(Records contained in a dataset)
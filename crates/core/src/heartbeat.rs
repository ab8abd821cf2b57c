// SPDX-License-Identifier: BUSL-1.1
// Copyright (c) 2026 Alfred Jean LLC

//! Liveness records published by per-session heartbeat emitters.

use crate::SessionId;
use serde::{Deserialize, Serialize};

/// Usage figures scraped from the tool's pane output.
///
/// Every field is optional; a sample with no fields set is dropped before
/// publishing so consumers can tell "no data" from "zero".
#[derive(Debug, Clone, Default, PartialEq, Serialize, Deserialize)]
pub struct UsageSample {
    #[serde(default, skip_serializing_if = "Option::is_none")]
    pub cost: Option<String>,
    #[serde(default, skip_serializing_if = "Option::is_none")]
    pub tokens: Option<u64>,
    #[serde(default, skip_serializing_if = "Option::is_none")]
    pub api_calls: Option<u64>,
    #[serde(default, skip_serializing_if = "Option::is_none")]
    pub session_pct: Option<u8>,
    #[serde(default, skip_serializing_if = "Option::is_none")]
    pub week_pct: Option<u8>,
}

impl UsageSample {
    pub fn is_empty(&self) -> bool {
        self.cost.is_none()
            && self.tokens.is_none()
            && self.api_calls.is_none()
            && self.session_pct.is_none()
            && self.week_pct.is_none()
    }
}

/// One heartbeat tick for a session.
#[derive(Debug, Clone, Serialize, Deserialize)]
pub struct Heartbeat {
    pub pane_id: String,
    pub session_id: SessionId,
    /// Epoch milliseconds at publish time.
    pub timestamp: u64,
    /// Literal "running"; kept as a field for forward compatibility.
    pub status: String,
    #[serde(default, skip_serializing_if = "Option::is_none")]
    pub task: Option<String>,
    #[serde(default, skip_serializing_if = "Option::is_none")]
    pub parent_session: Option<SessionId>,
    #[serde(default, skip_serializing_if = "Option::is_none")]
    pub usage: Option<UsageSample>,
}

impl Heartbeat {
    pub fn running(session_id: SessionId, timestamp: u64) -> Self {
        Self {
            pane_id: session_id.to_string(),
            session_id,
            timestamp,
            status: "running".to_string(),
            task: None,
            parent_session: None,
            usage: None,
        }
    }
}

#[cfg(test)]
#[path = "heartbeat_tests.rs"]
mod tests;
// SPDX-License-Identifier: BUSL-1.1
// Copyright (c) 2026 Alfred Jean LLC

use super::*;
use serial_test::serial;

#[test]
#[serial]
fn env_override_wins() {
    std::env::set_var("CODERS_STATE_DIR", "/tmp/coders-test-state");
    assert_eq!(state_dir(), PathBuf::from("/tmp/coders-test-state"));
    assert_eq!(
        prompt_file(&SessionId::new("coder-claude-x")),
        PathBuf::from("/tmp/coders-test-state/prompts/coder-claude-x.txt")
    );
    assert_eq!(
        worker_log(&SessionId::new("coder-claude-x"), "heartbeat"),
        PathBuf::from("/tmp/coders-test-state/logs/coder-claude-x.heartbeat.log")
    );
    std::env::remove_var("CODERS_STATE_DIR");
}

#[test]
#[serial]
fn default_is_under_home_or_state() {
    std::env::remove_var("CODERS_STATE_DIR");
    let dir = state_dir();
    assert!(dir.to_string_lossy().contains("coders"));
}
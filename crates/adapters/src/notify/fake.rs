// SPDX-License-Identifier: BUSL-1.1
// Copyright (c) 2026 Alfred Jean LLC

//! Fake notification adapter for testing
#![cfg_attr(coverage_nightly, coverage(off))]

use super::{NotifyAdapter, NotifyError};
use async_trait::async_trait;
use parking_lot::Mutex;
use std::sync::Arc;

/// Recorded notification
#[derive(Debug, Clone, PartialEq, Eq)]
pub struct NotifyCall {
    pub title: String,
    pub message: String,
}

/// Fake notification adapter for testing
#[derive(Clone, Default)]
pub struct FakeNotifyAdapter {
    calls: Arc<Mutex<Vec<NotifyCall>>>,
}

impl FakeNotifyAdapter {
    pub fn new() -> Self {
        Self::default()
    }

    pub fn calls(&self) -> Vec<NotifyCall> {
        self.calls.lock().clone()
    }
}

#[async_trait]
impl NotifyAdapter for FakeNotifyAdapter {
    async fn notify(&self, title: &str, message: &str) -> Result<(), NotifyError> {
        self.calls.lock().push(NotifyCall {
            title: title.to_string(),
            message: message.to_string(),
        });
        Ok(())
    }
}
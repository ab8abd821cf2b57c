// SPDX-License-Identifier: BUSL-1.1
// Copyright (c) 2026 Alfred Jean LLC

//! Shared connections for CLI commands.

use anyhow::{anyhow, Context, Result};
use coders_core::SessionId;
use coders_engine::env;
use coders_store::RedisStore;

/// Connect to the store or fail with remediation text.
pub async fn connect_store() -> Result<RedisStore> {
    let url = env::redis_url();
    RedisStore::connect(&url)
        .await
        .with_context(|| format!("store: cannot reach {}", url))
}

/// Connect to the store, degrading to `None` with a warning on failure.
pub async fn try_connect_store() -> Option<RedisStore> {
    match connect_store().await {
        Ok(store) => Some(store),
        Err(e) => {
            eprintln!("coders: warning: {:#}; continuing degraded", e);
            None
        }
    }
}

/// The session this process runs inside, from the environment or the
/// surrounding tmux session.
pub async fn current_session_id() -> Result<SessionId> {
    if let Some(id) = env::session_id() {
        return Ok(SessionId::new(id));
    }

    // Fall back to asking tmux which session we're attached to
    let output = tokio::process::Command::new("tmux")
        .args(["display-message", "-p", "#S"])
        .output()
        .await
        .context("session: CODERS_SESSION_ID not set and tmux lookup failed")?;
    if output.status.success() {
        let name = String::from_utf8_lossy(&output.stdout).trim().to_string();
        if !name.is_empty() {
            return Ok(SessionId::new(name));
        }
    }
    Err(anyhow!(
        "session: set CODERS_SESSION_ID or run from inside a managed tmux session"
    ))
}
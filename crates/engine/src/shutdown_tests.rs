// SPDX-License-Identifier: BUSL-1.1
// Copyright (c) 2026 Alfred Jean LLC

use super::*;
use std::time::Duration;

#[tokio::test]
async fn trigger_cancels() {
    let (handle, token) = Shutdown::new();
    assert!(!token.is_cancelled());
    handle.trigger();
    assert!(token.is_cancelled());
    // Must resolve promptly
    tokio::time::timeout(Duration::from_secs(1), token.cancelled())
        .await
        .unwrap();
}

#[tokio::test]
async fn cancelled_waits_until_trigger() {
    let (handle, token) = Shutdown::new();
    let waiter = tokio::spawn({
        let token = token.clone();
        async move {
            token.cancelled().await;
        }
    });
    tokio::time::sleep(Duration::from_millis(10)).await;
    assert!(!waiter.is_finished());
    handle.trigger();
    tokio::time::timeout(Duration::from_secs(1), waiter)
        .await
        .unwrap()
        .unwrap();
}

#[tokio::test]
async fn clones_observe_same_trigger() {
    let (handle, token) = Shutdown::new();
    let other = token.clone();
    handle.trigger();
    assert!(other.is_cancelled());
}
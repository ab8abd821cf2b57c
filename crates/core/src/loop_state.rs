// SPDX-License-Identifier: BUSL-1.1
// Copyright (c) 2026 Alfred Jean LLC

//! Task-loop progress records.

use crate::Tool;
use serde::{Deserialize, Serialize};
use std::fmt;

/// Identifier for one task-loop execution.
#[derive(Debug, Clone, PartialEq, Eq, Hash, Serialize, Deserialize)]
pub struct LoopId(pub String);

impl LoopId {
    pub fn new(id: impl Into<String>) -> Self {
        Self(id.into())
    }

    pub fn as_str(&self) -> &str {
        &self.0
    }
}

impl fmt::Display for LoopId {
    fn fmt(&self, f: &mut fmt::Formatter<'_>) -> fmt::Result {
        write!(f, "{}", self.0)
    }
}

impl From<String> for LoopId {
    fn from(s: String) -> Self {
        Self(s)
    }
}

impl From<&str> for LoopId {
    fn from(s: &str) -> Self {
        Self(s.to_string())
    }
}

/// Where the loop is in its lifecycle.
#[derive(Debug, Clone, Copy, PartialEq, Eq, Serialize, Deserialize)]
#[serde(rename_all = "lowercase")]
pub enum LoopStatus {
    Running,
    Completed,
    Paused,
    Failed,
    Blocked,
}

impl fmt::Display for LoopStatus {
    fn fmt(&self, f: &mut fmt::Formatter<'_>) -> fmt::Result {
        let s = match self {
            LoopStatus::Running => "running",
            LoopStatus::Completed => "completed",
            LoopStatus::Paused => "paused",
            LoopStatus::Failed => "failed",
            LoopStatus::Blocked => "blocked",
        };
        write!(f, "{}", s)
    }
}

/// Progress record persisted once per loop iteration.
#[derive(Debug, Clone, Serialize, Deserialize)]
pub struct LoopState {
    pub loop_id: LoopId,
    /// Index of the task currently (or last) being worked, 0-based while
    /// running; equals `total_tasks` once every task has been dispatched.
    pub current_task_index: usize,
    pub total_tasks: usize,
    pub current_tool: Tool,
    pub status: LoopStatus,
    #[serde(default)]
    pub completed_count: usize,
    pub updated_at: u64,
}

/// Published when a loop reaches a terminal state.
#[derive(Debug, Clone, Serialize, Deserialize)]
pub struct LoopNotification {
    pub loop_id: LoopId,
    pub timestamp: u64,
    pub task_count: usize,
    pub status: LoopStatus,
    pub message: String,
}

#[cfg(test)]
#[path = "loop_state_tests.rs"]
mod tests;
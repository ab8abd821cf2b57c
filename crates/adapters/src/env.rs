// SPDX-License-Identifier: BUSL-1.1
// Copyright (c) 2026 Alfred Jean LLC

//! Centralized environment variable access for the adapters crate.

use std::time::Duration;

fn parse_duration_ms(var: &str) -> Option<Duration> {
    std::env::var(var)
        .ok()
        .and_then(|s| s.parse::<u64>().ok())
        .map(Duration::from_millis)
}

/// Multiplexer command timeout (default: 10000ms).
pub fn mux_timeout() -> Duration {
    parse_duration_ms("CODERS_MUX_TIMEOUT_MS").unwrap_or(crate::subprocess::MUX_TIMEOUT)
}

* **ASSIGNMENT**: What you should output is every line of the records above, from the first through the line containing "for forward compatibility.", unchanged.

* **FINISHED EXERCISE**:
filename crates/core/src/heartbeat.rs
repository ab8abd821cf2b57c
// SPDX-License-Identifier: BUSL-1.1
// Copyright (c) 2026 Alfred Jean LLC

//! Liveness records published by per-session heartbeat emitters.

use crate::SessionId;
use serde::{Deserialize, Serialize};

/// Usage figures scraped from the tool's pane output.
///
/// Every field is optional; a sample with no fields set is dropped before
/// publishing so consumers can tell "no data" from "zero".
#[derive(Debug, Clone, Default, PartialEq, Serialize, Deserialize)]
pub struct UsageSample {
    #[serde(default, skip_serializing_if = "Option::is_none")]
    pub cost: Option<String>,
    #[serde(default, skip_serializing_if = "Option::is_none")]
    pub tokens: Option<u64>,
    #[serde(default, skip_serializing_if = "Option::is_none")]
    pub api_calls: Option<u64>,
    #[serde(default, skip_serializing_if = "Option::is_none")]
    pub session_pct: Option<u8>,
    #[serde(default, skip_serializing_if = "Option::is_none")]
    pub week_pct: Option<u8>,
}

impl UsageSample {
    pub fn is_empty(&self) -> bool {
        self.cost.is_none()
            && self.tokens.is_none()
            && self.api_calls.is_none()
            && self.session_pct.is_none()
            && self.week_pct.is_none()
    }
}

/// One heartbeat tick for a session.
#[derive(Debug, Clone, Serialize, Deserialize)]
pub struct Heartbeat {
    pub pane_id: String,
    pub session_id: SessionId,
    /// Epoch milliseconds at publish time.
    pub timestamp: u64,
    /// Literal "running"; kept as a field for forward compatibility.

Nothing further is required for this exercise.